I have a picture of my aluminum boat attached. I recently purchased it from Craigslist and started to paint it with rustoleum but am stopping in order to clean it up a little more. It does not provide me much indication on year, make or manufacture. The good thing is that it does not leak a drop and it has plenty of room at 14 and ½ ft to fit 3 people if needed. 

I guess my main initial question is, “Do you recommend coating the boat with Steel flex or bed liner even though the thing doesn’t leak a drop currently?” If so, will there be an issue with putting this stuff on this older boat (I think the boat was made at about 1965). I’ve seen where some websites do not recommend bed liner and I guess I was a little leery that Steel flex or bedliner would cause corrosive issues on the boat since it is so old. 

Other than that, I am just looking for front decking ideas. I’ve seen many. I don’t have a welder, so aluminum bracing might be out of the question. I think I would need to go with wood bracing. 

Thanks ahead of time for any suggestions/responses,

BottomDweller


----------



## River Rider (Oct 21, 2009)

Looks like a great boat to start with. As for the steel flex alot people recomend it and I have never heard or read of any issues with corrosion. The steel flex will help protect the boat as well as make a super slick surface on the bottom to help it slide over stuff.


----------



## danmyersmn (Oct 21, 2009)

I am not using steel-flex on my boat. The decision will be yours. If you decided not to use it then you can leave the bottom bear or paint it. Since you have no leaks to worry about either choice will be fine. You can also seal any leaks that may come up later from the inside using penetrating epoxy. One version of this is gluv-it. Or Cabelas sells a stick of rivet sealer. Its basically a stick of plastic. You heat up the rivet and surrounding area with a propane torch and melt the stuff into/onto the rivet. Its kind of ugly but its a temporary fix. 

You don't need to weld to use aluminium either. Aluminium angle can be fastened using rivets. Aluminium will be slightly lighter, and quite a bit more expensive. Wood is cheap, easy to use, easy to source, and works on dozens and dozens of builds. 

If you clean the hull properly like you would need to in order to paint it then steel-flex will work just fine. If you don't do any prep work at all and just throw on the steel-flex it will not damage your aluminium. It might not stick well and likely it will wear off quicker but as far as corrisive issues and age of the aluminium you have no worries.

Bed liners have been tried and most people are not happy with them when you are looking at "stopping leaks". If you want to use it as a coating for any other reason then you shouldn't have any issues. I sprayed the front part of my boat with bed-liner because its going to be a storage area. I used some Plastikote spray on bed-liner I had on the shelf already. If you read the MSDS you find that it really is nothing more then spray paint with a high solids content. Cheap rattle can bed-liners are not much more then that most of the time. You need to be looking at something like Herculiner or the custom spray on stuff like Line-x before you start getting into some of the more indestructible stuffs.

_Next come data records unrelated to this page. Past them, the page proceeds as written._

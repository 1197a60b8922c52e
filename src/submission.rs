//! Submission Lifecycle
//!
//! A submission is one filled record moving through its template's workflow.
//! Every transition is authorized against the template permissions, resolved
//! through the template's transition table and appended to the history.

use crate::error::{FormsError, FormsResult};
use crate::permissions::{authorize, SystemRole};
use crate::records::{validate_record, RecordValues};
use crate::template::FormTemplate;
use crate::workflow::{WorkflowState, SUBMIT};
use chrono::{DateTime, Utc};
use serde::{Deserialize, Serialize};
use uuid::Uuid;

/// A filled record and its position in the workflow
#[derive(Debug, Clone, Serialize, Deserialize)]
pub struct Submission {
    pub id: Uuid,
    /// Template slug (e.g., "pre_transfusion")
    pub template_slug: String,
    /// Template version the record was filled against
    pub template_version: u32,

    pub state: WorkflowState,
    pub state_entered_at: DateTime<Utc>,

    #[serde(default)]
    pub values: RecordValues,

    pub history: Vec<StateTransition>,

    pub created_at: DateTime<Utc>,
    pub updated_at: DateTime<Utc>,
    pub created_by: Option<String>,
}

/// Record of a state transition
#[derive(Debug, Clone, PartialEq, Serialize, Deserialize)]
pub struct StateTransition {
    pub action: String,
    pub from: WorkflowState,
    pub to: WorkflowState,
    pub at: DateTime<Utc>,
    /// User who fired the action
    pub by: String,
}

impl Submission {
    /// Start a draft against `template`.
    pub fn new(template: &FormTemplate, created_by: Option<String>) -> Self {
        let now = Utc::now();
        Self {
            id: Uuid::new_v4(),
            template_slug: template.slug.clone(),
            template_version: template.version,
            state: WorkflowState::Draft,
            state_entered_at: now,
            values: RecordValues::new(),
            history: Vec::new(),
            created_at: now,
            updated_at: now,
            created_by,
        }
    }

    pub fn is_terminal(&self) -> bool {
        self.state.is_terminal()
    }

    /// Set one value. Only drafts are editable.
    pub fn set_value(&mut self, key: impl Into<String>, value: serde_json::Value) -> FormsResult<()> {
        if self.state != WorkflowState::Draft {
            return Err(FormsError::TemplateState {
                slug: self.template_slug.clone(),
                reason: format!("submission {} is {} and can no longer be edited", self.id, self.state),
            });
        }
        self.values.insert(key.into(), value);
        self.updated_at = Utc::now();
        Ok(())
    }

    /// Actions `role` could fire right now.
    pub fn available_actions<'t>(&self, template: &'t FormTemplate, role: SystemRole) -> Vec<&'t str> {
        template
            .workflow
            .available_actions(self.state)
            .into_iter()
            .filter(|action| authorize(template.permissions.as_ref(), action, role).is_ok())
            .collect()
    }

    /// Authorize, apply and record `action`. Returns the new state.
    pub fn perform(
        &mut self,
        template: &FormTemplate,
        action: &str,
        role: SystemRole,
        by: &str,
    ) -> FormsResult<WorkflowState> {
        if template.slug != self.template_slug {
            return Err(FormsError::TemplateState {
                slug: template.slug.clone(),
                reason: format!("submission {} belongs to '{}'", self.id, self.template_slug),
            });
        }
        if template.version != self.template_version {
            return Err(FormsError::TemplateState {
                slug: template.slug.clone(),
                reason: format!(
                    "submission {} was filled against v{}, not v{}",
                    self.id, self.template_version, template.version
                ),
            });
        }

        if let Err(e) = authorize(template.permissions.as_ref(), action, role) {
            tracing::warn!(submission = %self.id, action, role = %role, "Transition refused");
            return Err(e);
        }

        let to = template.workflow.apply(action, self.state).inspect_err(|e| {
            tracing::warn!(submission = %self.id, action, error = %e, "Transition refused");
        })?;

        if action == SUBMIT {
            let errs = validate_record(template, &self.values);
            if !errs.is_empty() {
                tracing::warn!(
                    submission = %self.id,
                    error_count = errs.len(),
                    "Submit blocked by record errors"
                );
                return Err(FormsError::InvalidRecord(errs));
            }
        }

        self.transition_to(action, to, by);
        Ok(to)
    }

    fn transition_to(&mut self, action: &str, to: WorkflowState, by: &str) {
        let from = std::mem::replace(&mut self.state, to);
        let now = Utc::now();

        self.history.push(StateTransition {
            action: action.to_string(),
            from,
            to,
            at: now,
            by: by.to_string(),
        });

        self.state_entered_at = now;
        self.updated_at = now;

        tracing::info!(
            submission = %self.id,
            template = %self.template_slug,
            action,
            from = %from,
            to = %to,
            by,
            "Submission transitioned"
        );
    }
}

#[cfg(test)]
mod tests {
    use super::*;
    use crate::template::{empty_check, CheckField, FieldKind, TemplateBody};
    use serde_json::json;

    fn checklist() -> FormTemplate {
        let mut t = empty_check();
        t.name = "Bedside check".into();
        t.slug = "bedside_check".into();
        t.body = TemplateBody::Check {
            fields: vec![CheckField {
                key: "bag_id".into(),
                label: "Bag ID".into(),
                required: true,
                visible_if: None,
                kind: FieldKind::Text {
                    max_length: None,
                    pattern: None,
                },
            }],
        };
        t
    }

    #[test]
    fn test_full_approval_path() {
        let t = checklist();
        let mut s = Submission::new(&t, Some("nurse1".into()));
        s.set_value("bag_id", json!("BAG-001")).unwrap();

        s.perform(&t, "submit", SystemRole::User, "nurse1").unwrap();
        s.perform(&t, "start_review", SystemRole::Admin, "dr_lee").unwrap();
        let state = s.perform(&t, "approve", SystemRole::Admin, "dr_lee").unwrap();

        assert_eq!(state, WorkflowState::Approved);
        assert!(s.is_terminal());
        assert_eq!(s.history.len(), 3);
        assert_eq!(s.history[0].from, WorkflowState::Draft);
        assert_eq!(s.history[2].action, "approve");
        assert_eq!(s.history[2].by, "dr_lee");
    }

    #[test]
    fn test_submit_requires_valid_record() {
        let t = checklist();
        let mut s = Submission::new(&t, None);
        let err = s.perform(&t, "submit", SystemRole::User, "nurse1").unwrap_err();
        let FormsError::InvalidRecord(errs) = err else {
            panic!("expected InvalidRecord, got {err:?}");
        };
        assert_eq!(errs.get("bag_id"), Some("Bag ID is required"));
        assert_eq!(s.state, WorkflowState::Draft);
        assert!(s.history.is_empty());
    }

    #[test]
    fn test_role_checks() {
        let t = checklist();
        let mut s = Submission::new(&t, None);
        s.set_value("bag_id", json!("BAG-001")).unwrap();

        assert!(matches!(
            s.perform(&t, "submit", SystemRole::Admin, "admin1"),
            Err(FormsError::Unauthorized { .. })
        ));
        s.perform(&t, "submit", SystemRole::User, "nurse1").unwrap();
        assert!(matches!(
            s.perform(&t, "start_review", SystemRole::User, "nurse1"),
            Err(FormsError::Unauthorized { .. })
        ));
        s.perform(&t, "start_review", SystemRole::Superadmin, "root").unwrap();
        assert_eq!(s.state, WorkflowState::UnderReview);
    }

    #[test]
    fn test_wrong_state_and_disabled_actions() {
        let mut t = checklist();
        let mut s = Submission::new(&t, None);
        assert!(matches!(
            s.perform(&t, "approve", SystemRole::Admin, "dr_lee"),
            Err(FormsError::TransitionNotAllowed { .. })
        ));

        t.workflow.disable("submit");
        assert!(matches!(
            s.perform(&t, "submit", SystemRole::User, "nurse1"),
            Err(FormsError::TransitionNotEnabled { .. })
        ));
    }

    #[test]
    fn test_values_frozen_after_submit() {
        let t = checklist();
        let mut s = Submission::new(&t, None);
        s.set_value("bag_id", json!("BAG-001")).unwrap();
        s.perform(&t, "submit", SystemRole::User, "nurse1").unwrap();
        assert!(s.set_value("bag_id", json!("BAG-002")).is_err());
    }

    #[test]
    fn test_available_actions_by_role() {
        let t = checklist();
        let mut s = Submission::new(&t, None);
        assert_eq!(s.available_actions(&t, SystemRole::User), vec!["submit"]);
        assert!(s.available_actions(&t, SystemRole::Admin).is_empty());

        s.set_value("bag_id", json!("BAG-001")).unwrap();
        s.perform(&t, "submit", SystemRole::User, "nurse1").unwrap();
        s.perform(&t, "start_review", SystemRole::Admin, "dr_lee").unwrap();
        assert_eq!(
            s.available_actions(&t, SystemRole::Admin),
            vec!["approve", "reject"]
        );
    }

    #[test]
    fn test_other_version_refused() {
        let v1 = checklist();
        let mut v2 = checklist();
        v2.version = 2;
        if let TemplateBody::Check { fields } = &mut v2.body {
            fields[0].required = false;
        }

        let mut s = Submission::new(&v1, None);
        let err = s.perform(&v2, "submit", SystemRole::User, "nurse1").unwrap_err();
        assert!(matches!(err, FormsError::TemplateState { .. }));
        assert!(err.to_string().contains("v1, not v2"));
        assert_eq!(s.state, WorkflowState::Draft);

        assert!(matches!(
            s.perform(&v1, "submit", SystemRole::User, "nurse1"),
            Err(FormsError::InvalidRecord(_))
        ));
    }

    #[test]
    fn test_other_template_refused() {
        let t = checklist();
        let mut s = Submission::new(&t, None);
        let mut other = checklist();
        other.slug = "other_check".into();
        assert!(matches!(
            s.perform(&other, "submit", SystemRole::User, "nurse1"),
            Err(FormsError::TemplateState { .. })
        ));
    }
}
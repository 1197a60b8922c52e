//! End-to-end submission tests: store a template, assign it, fill it in and
//! walk the record through review.
//!
//! Run with: cargo test --test submission_lifecycle

use hemo_forms::prelude::*;
use hemo_forms::records::ROWS_KEY;
use hemo_forms::registry::resolve_assignment;
use hemo_forms::template::{load_template_file, TemplateFormat};
use serde_json::json;
use std::path::PathBuf;

fn load_fixture(name: &str) -> FormTemplate {
    let path = PathBuf::from(env!("CARGO_MANIFEST_DIR"))
        .join("tests")
        .join("fixtures")
        .join(name);
    load_template_file(&path, TemplateFormat::Auto).expect("Failed to load fixture")
}

#[tokio::test]
async fn test_check_record_through_approval() {
    let store = MemoryTemplateStore::new();
    let template = store
        .save(load_fixture("pre_transfusion.json"))
        .await
        .expect("save");
    assert_eq!(template.version, 1);

    let assignment = FormAssignment {
        user_id: "nurse-7".into(),
        template_id: template.id.clone(),
        pin_version: false,
        assigned_version: None,
    };
    let template = resolve_assignment(&store, &assignment)
        .await
        .expect("resolve");

    let mut sub = Submission::new(&template, Some("nurse-7".into()));
    sub.set_value("patient_id", json!("P-2231")).unwrap();
    sub.set_value("unit_number", json!("U004512")).unwrap();
    sub.set_value("abo_rh", json!("O-")).unwrap();
    sub.set_value("identity_confirmed", json!(true)).unwrap();
    sub.set_value("reaction", json!(true)).unwrap();

    // Reaction recorded without notes: the rule makes notes required
    let err = sub
        .perform(&template, "submit", SystemRole::User, "nurse-7")
        .unwrap_err();
    let FormsError::InvalidRecord(errs) = err else {
        panic!("expected InvalidRecord, got {err:?}");
    };
    assert_eq!(errs.get("reaction_notes"), Some("Reaction notes is required"));

    sub.set_value("reaction_notes", json!("Mild urticaria, resolved"))
        .unwrap();
    sub.perform(&template, "submit", SystemRole::User, "nurse-7")
        .expect("submit");
    sub.perform(&template, "start_review", SystemRole::Admin, "dr-ortiz")
        .expect("start_review");
    sub.perform(&template, "reject", SystemRole::Admin, "dr-ortiz")
        .expect("reject");

    assert_eq!(sub.state, WorkflowState::Rejected);
    assert!(sub.is_terminal());
    let actions: Vec<_> = sub.history.iter().map(|h| h.action.as_str()).collect();
    assert_eq!(actions, vec!["submit", "start_review", "reject"]);
    assert!(sub.available_actions(&template, SystemRole::Superadmin).is_empty());
}

#[tokio::test]
async fn test_rows_record_with_pinned_version() {
    let store = MemoryTemplateStore::new();
    let v1 = store.save(load_fixture("fridge_log.yaml")).await.expect("save");

    let mut v2 = v1.clone();
    v2.name = "Blood fridge temperature log (rev. B)".into();
    let v2 = store.save(v2).await.expect("save v2");
    assert_eq!(v2.version, 2);

    let assignment = FormAssignment {
        user_id: "tech-3".into(),
        template_id: v1.id.clone(),
        pin_version: true,
        assigned_version: Some(1),
    };
    let template = resolve_assignment(&store, &assignment)
        .await
        .expect("resolve");
    assert_eq!(template.version, 1);

    let mut sub = Submission::new(&template, None);
    sub.set_value("rows", json!([])).unwrap();
    let err = sub
        .perform(&template, "submit", SystemRole::User, "tech-3")
        .unwrap_err();
    let FormsError::InvalidRecord(errs) = err else {
        panic!("expected InvalidRecord, got {err:?}");
    };
    assert!(errs.get(ROWS_KEY).is_some());

    sub.set_value(
        "rows",
        json!([
            { "day": "2024-05-01", "reading": 4.1 },
            { "day": "2024-05-02", "reading": 3.8, "shift": "PM", "checked_by": "tech-3" }
        ]),
    )
    .unwrap();
    assert!(validate_record(&template, &sub.values).is_empty());

    sub.perform(&template, "submit", SystemRole::Admin, "lead-1")
        .expect("admins may submit this log");
    assert_eq!(sub.state, WorkflowState::Submitted);
    assert_eq!(sub.template_version, 1);
}

#[tokio::test]
async fn test_invalid_template_is_never_stored() {
    let store = MemoryTemplateStore::new();
    let result = store.save(load_fixture("broken_rows.json")).await;
    assert!(matches!(result, Err(FormsError::InvalidTemplate(_))));
    assert!(store.list().await.expect("list").is_empty());
}
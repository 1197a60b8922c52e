//! Hemo Forms - dynamic form templates for blood-bank records
//!
//! Administrators design forms as templates; staff fill them in as
//! submissions that move through an approval workflow.
//!
//! ## Flow
//! Builder edits -> validate_template -> TemplateStore::save (new version)
//! -> Submission::new -> validate_record -> submit -> start_review -> approve | reject
//!
//! ## Quick Start
//!
//! ```rust
//! use hemo_forms::template::{validate_template, TemplateBuilder, TemplateType, KindName};
//! use hemo_forms::config::BuilderConfig;
//!
//! let mut builder = TemplateBuilder::new(TemplateType::Check, BuilderConfig::default());
//! builder.set_meta("Pre-transfusion check", "pre_transfusion");
//! builder.add_field(KindName::Text).unwrap();
//! assert!(validate_template(builder.template()).is_empty());
//! ```

// Core error handling
pub mod error;

// Builder defaults (YAML)
pub mod config;

// Template model, validator, builder operations
pub mod template;

// Approval workflow and role checks
pub mod permissions;
pub mod workflow;

// Filled records
pub mod records;
pub mod submission;

// Versioned storage and assignments
pub mod registry;

pub use error::{FormsError, FormsResult};
pub use permissions::SystemRole;
pub use template::{validate_template, FormTemplate, TemplateErrors};
pub use workflow::{Workflow, WorkflowState};

pub mod prelude {
    pub use crate::config::BuilderConfig;
    pub use crate::error::{FormsError, FormsResult};
    pub use crate::permissions::{PermissionKind, SystemRole, TemplatePermissions};
    pub use crate::records::{validate_record, RecordErrors, RecordValues};
    pub use crate::registry::{FormAssignment, MemoryTemplateStore, TemplateStore};
    pub use crate::submission::{StateTransition, Submission};
    pub use crate::template::{
        empty_check, empty_rows, unique_key, validate_template, FormTemplate, TemplateBuilder,
        TemplateErrors, TemplateType,
    };
    pub use crate::workflow::{Workflow, WorkflowState};
}
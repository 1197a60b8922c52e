//! Builder Configuration
//!
//! Defaults applied when templates are created or entries are added through the
//! builder. Loaded from YAML; every key is optional and falls back to the values
//! the builder has always used.
//!
//! ```yaml
//! rows:
//!   min_rows: 1
//!   max_rows: 500
//! defaults:
//!   select_options: ["Positivo", "Negativo"]
//!   file_max_size_mb: 5
//! permissions:
//!   canReview: [ADMIN, SUPERADMIN]
//! ```

use crate::error::{FormsError, FormsResult};
use crate::permissions::TemplatePermissions;
use crate::template::OptionValue;
use serde::{Deserialize, Serialize};
use std::path::Path;

#[derive(Debug, Clone, PartialEq, Serialize, Deserialize)]
pub struct BuilderConfig {
    #[serde(default)]
    pub rows: RowDefaults,
    #[serde(default)]
    pub defaults: EntryDefaults,
    #[serde(default = "TemplatePermissions::builder_defaults")]
    pub permissions: TemplatePermissions,
}

impl Default for BuilderConfig {
    fn default() -> Self {
        Self {
            rows: RowDefaults::default(),
            defaults: EntryDefaults::default(),
            permissions: TemplatePermissions::builder_defaults(),
        }
    }
}

/// Row bounds given to new ROWS templates.
#[derive(Debug, Clone, PartialEq, Serialize, Deserialize)]
pub struct RowDefaults {
    #[serde(default = "default_min_rows")]
    pub min_rows: u32,
    #[serde(default = "default_max_rows")]
    pub max_rows: u32,
}

fn default_min_rows() -> u32 {
    1
}

fn default_max_rows() -> u32 {
    1000
}

impl Default for RowDefaults {
    fn default() -> Self {
        Self {
            min_rows: default_min_rows(),
            max_rows: default_max_rows(),
        }
    }
}

/// Kind-specific attributes pre-filled on newly added fields and columns.
#[derive(Debug, Clone, PartialEq, Serialize, Deserialize)]
pub struct EntryDefaults {
    #[serde(default = "default_select_options")]
    pub select_options: Vec<OptionValue>,
    #[serde(default = "default_column_select_options")]
    pub column_select_options: Vec<OptionValue>,
    #[serde(default = "default_file_mime")]
    pub file_mime: Vec<String>,
    #[serde(default = "default_file_max_size_mb")]
    pub file_max_size_mb: f64,
    #[serde(default = "default_formula")]
    pub formula: String,
}

fn default_select_options() -> Vec<OptionValue> {
    vec![
        OptionValue::Text("Option A".to_string()),
        OptionValue::Text("Option B".to_string()),
    ]
}

fn default_column_select_options() -> Vec<OptionValue> {
    vec![
        OptionValue::Text("A".to_string()),
        OptionValue::Text("B".to_string()),
    ]
}

fn default_file_mime() -> Vec<String> {
    vec!["image/*".to_string()]
}

fn default_file_max_size_mb() -> f64 {
    10.0
}

fn default_formula() -> String {
    "MAX(0, 100)".to_string()
}

impl Default for EntryDefaults {
    fn default() -> Self {
        Self {
            select_options: default_select_options(),
            column_select_options: default_column_select_options(),
            file_mime: default_file_mime(),
            file_max_size_mb: default_file_max_size_mb(),
            formula: default_formula(),
        }
    }
}

impl BuilderConfig {
    /// Load from a YAML file and validate.
    pub fn load_from_file(path: &Path) -> FormsResult<Self> {
        let content = std::fs::read_to_string(path).map_err(|e| FormsError::io(path, e))?;
        Self::load_from_str(&content)
    }

    /// Load from a YAML string and validate.
    pub fn load_from_str(yaml: &str) -> FormsResult<Self> {
        let cfg: Self = serde_yaml::from_str(yaml).map_err(FormsError::yaml)?;
        cfg.validate()?;
        tracing::debug!(
            min_rows = cfg.rows.min_rows,
            max_rows = cfg.rows.max_rows,
            "Loaded builder config"
        );
        Ok(cfg)
    }

    pub fn validate(&self) -> FormsResult<()> {
        if self.rows.min_rows > self.rows.max_rows {
            return Err(FormsError::Config(format!(
                "rows.min_rows ({}) must not exceed rows.max_rows ({})",
                self.rows.min_rows, self.rows.max_rows
            )));
        }
        if self.defaults.formula.trim().is_empty() {
            return Err(FormsError::Config(
                "defaults.formula must not be empty".to_string(),
            ));
        }
        if self.defaults.select_options.is_empty() || self.defaults.column_select_options.is_empty()
        {
            return Err(FormsError::Config(
                "default select options must not be empty".to_string(),
            ));
        }
        if self.defaults.file_max_size_mb <= 0.0 {
            return Err(FormsError::Config(
                "defaults.file_max_size_mb must be positive".to_string(),
            ));
        }
        Ok(())
    }
}

#[cfg(test)]
mod tests {
    use super::*;
    use crate::permissions::{PermissionKind, SystemRole};
    use std::io::Write;

    #[test]
    fn test_default_config_is_valid() {
        BuilderConfig::default().validate().unwrap();
    }

    #[test]
    fn test_empty_yaml_gives_defaults() {
        let cfg = BuilderConfig::load_from_str("{}").unwrap();
        assert_eq!(cfg, BuilderConfig::default());
    }

    #[test]
    fn test_partial_yaml_overrides() {
        let yaml = r#"
rows:
  max_rows: 50
defaults:
  select_options: ["Positivo", "Negativo"]
permissions:
  canReview: [ADMIN, SUPERADMIN]
"#;
        let cfg = BuilderConfig::load_from_str(yaml).unwrap();
        assert_eq!(cfg.rows.min_rows, 1);
        assert_eq!(cfg.rows.max_rows, 50);
        assert_eq!(
            cfg.defaults.select_options[0],
            OptionValue::Text("Positivo".into())
        );
        assert_eq!(cfg.defaults.formula, "MAX(0, 100)");
        assert_eq!(
            cfg.permissions.roles(PermissionKind::CanReview),
            &[SystemRole::Admin, SystemRole::Superadmin]
        );
        assert!(cfg.permissions.can_submit.is_none());
    }

    #[test]
    fn test_inverted_rows_rejected() {
        let err = BuilderConfig::load_from_str("rows: {min_rows: 10, max_rows: 2}").unwrap_err();
        assert!(matches!(err, FormsError::Config(_)));
    }

    #[test]
    fn test_blank_formula_rejected() {
        let err = BuilderConfig::load_from_str("defaults: {formula: '  '}").unwrap_err();
        assert!(matches!(err, FormsError::Config(_)));
    }

    #[test]
    fn test_load_from_file() {
        let mut file = tempfile::NamedTempFile::new().unwrap();
        writeln!(file, "rows:\n  min_rows: 3").unwrap();
        let cfg = BuilderConfig::load_from_file(file.path()).unwrap();
        assert_eq!(cfg.rows.min_rows, 3);
    }

    #[test]
    fn test_missing_file_is_io_error() {
        let err = BuilderConfig::load_from_file(Path::new("/nonexistent/builder.yaml")).unwrap_err();
        assert!(matches!(err, FormsError::Io { .. }));
    }
}
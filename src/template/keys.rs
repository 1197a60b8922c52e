//! Key pattern and collision-free key generation.

use regex::Regex;
use std::sync::LazyLock;

/// Pattern for slugs and field/column keys.
pub const KEY_PATTERN: &str = r"^[a-zA-Z_][a-zA-Z0-9_]*$";

static KEY_RE: LazyLock<Regex> = LazyLock::new(|| Regex::new(KEY_PATTERN).unwrap());

pub fn is_valid_key(key: &str) -> bool {
    KEY_RE.is_match(key)
}

/// First of `base`, `base1`, `base2`, … not already in `existing`.
pub fn unique_key<S: AsRef<str>>(existing: &[S], base: &str) -> String {
    let taken = |candidate: &str| existing.iter().any(|k| k.as_ref() == candidate);

    if !taken(base) {
        return base.to_string();
    }

    let mut i: u64 = 1;
    loop {
        let candidate = format!("{base}{i}");
        if !taken(&candidate) {
            return candidate;
        }
        i += 1;
    }
}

Welcome to the site post lots of pics. We are all hungry for boat-porn!!


----------



## BottomDweller (Oct 21, 2009)

Thanks for the info. guys. The outside of the boat has a really clean coat of solid rustoleum. The guy that had it before me used this. The inside is solid but has some left over hardened carpet glue. I thought about just cleaning it the best I can and then painting over it with rustoleum. Ultimately the whole floor will be covered with wood flooring anyway. If I were to use steel flex on the hull, would you recommend that I strip that rustoeum coat off first?


----------



## BottomDweller (Oct 21, 2009)

I've got a couple other questions for some of you guys when you get a chance.

1. I've been leery about drilling holes through the boat for bracing but I think I am going to give it a shot. My question is, "When mounting bracing, are the screws or bolts the only thing you need to prevent leaking from the drilled hole or do you need to coat the hole and screw with some kind of sealant?"

2. I am assuming I should use some special bolts/screws like stainless steel since they will be in contact with water..right?


----------



## shizzy77 (Oct 26, 2009)

I would avoid drilling through the boat to attach anything if at all possible. Attach to the braces on the bottom or to the existing seats.


----------



## danmyersmn (Oct 27, 2009)

BottomDweller said:


> I've got a couple other questions for some of you guys when you get a chance.
> 
> 1. I've been leery about drilling holes through the boat for bracing but I think I am going to give it a shot. My question is, "When mounting bracing, are the screws or bolts the only thing you need to prevent leaking from the drilled hole or do you need to coat the hole and screw with some kind of sealant?"
> 
> 2. I am assuming I should use some special bolts/screws like stainless steel since they will be in contact with water..right?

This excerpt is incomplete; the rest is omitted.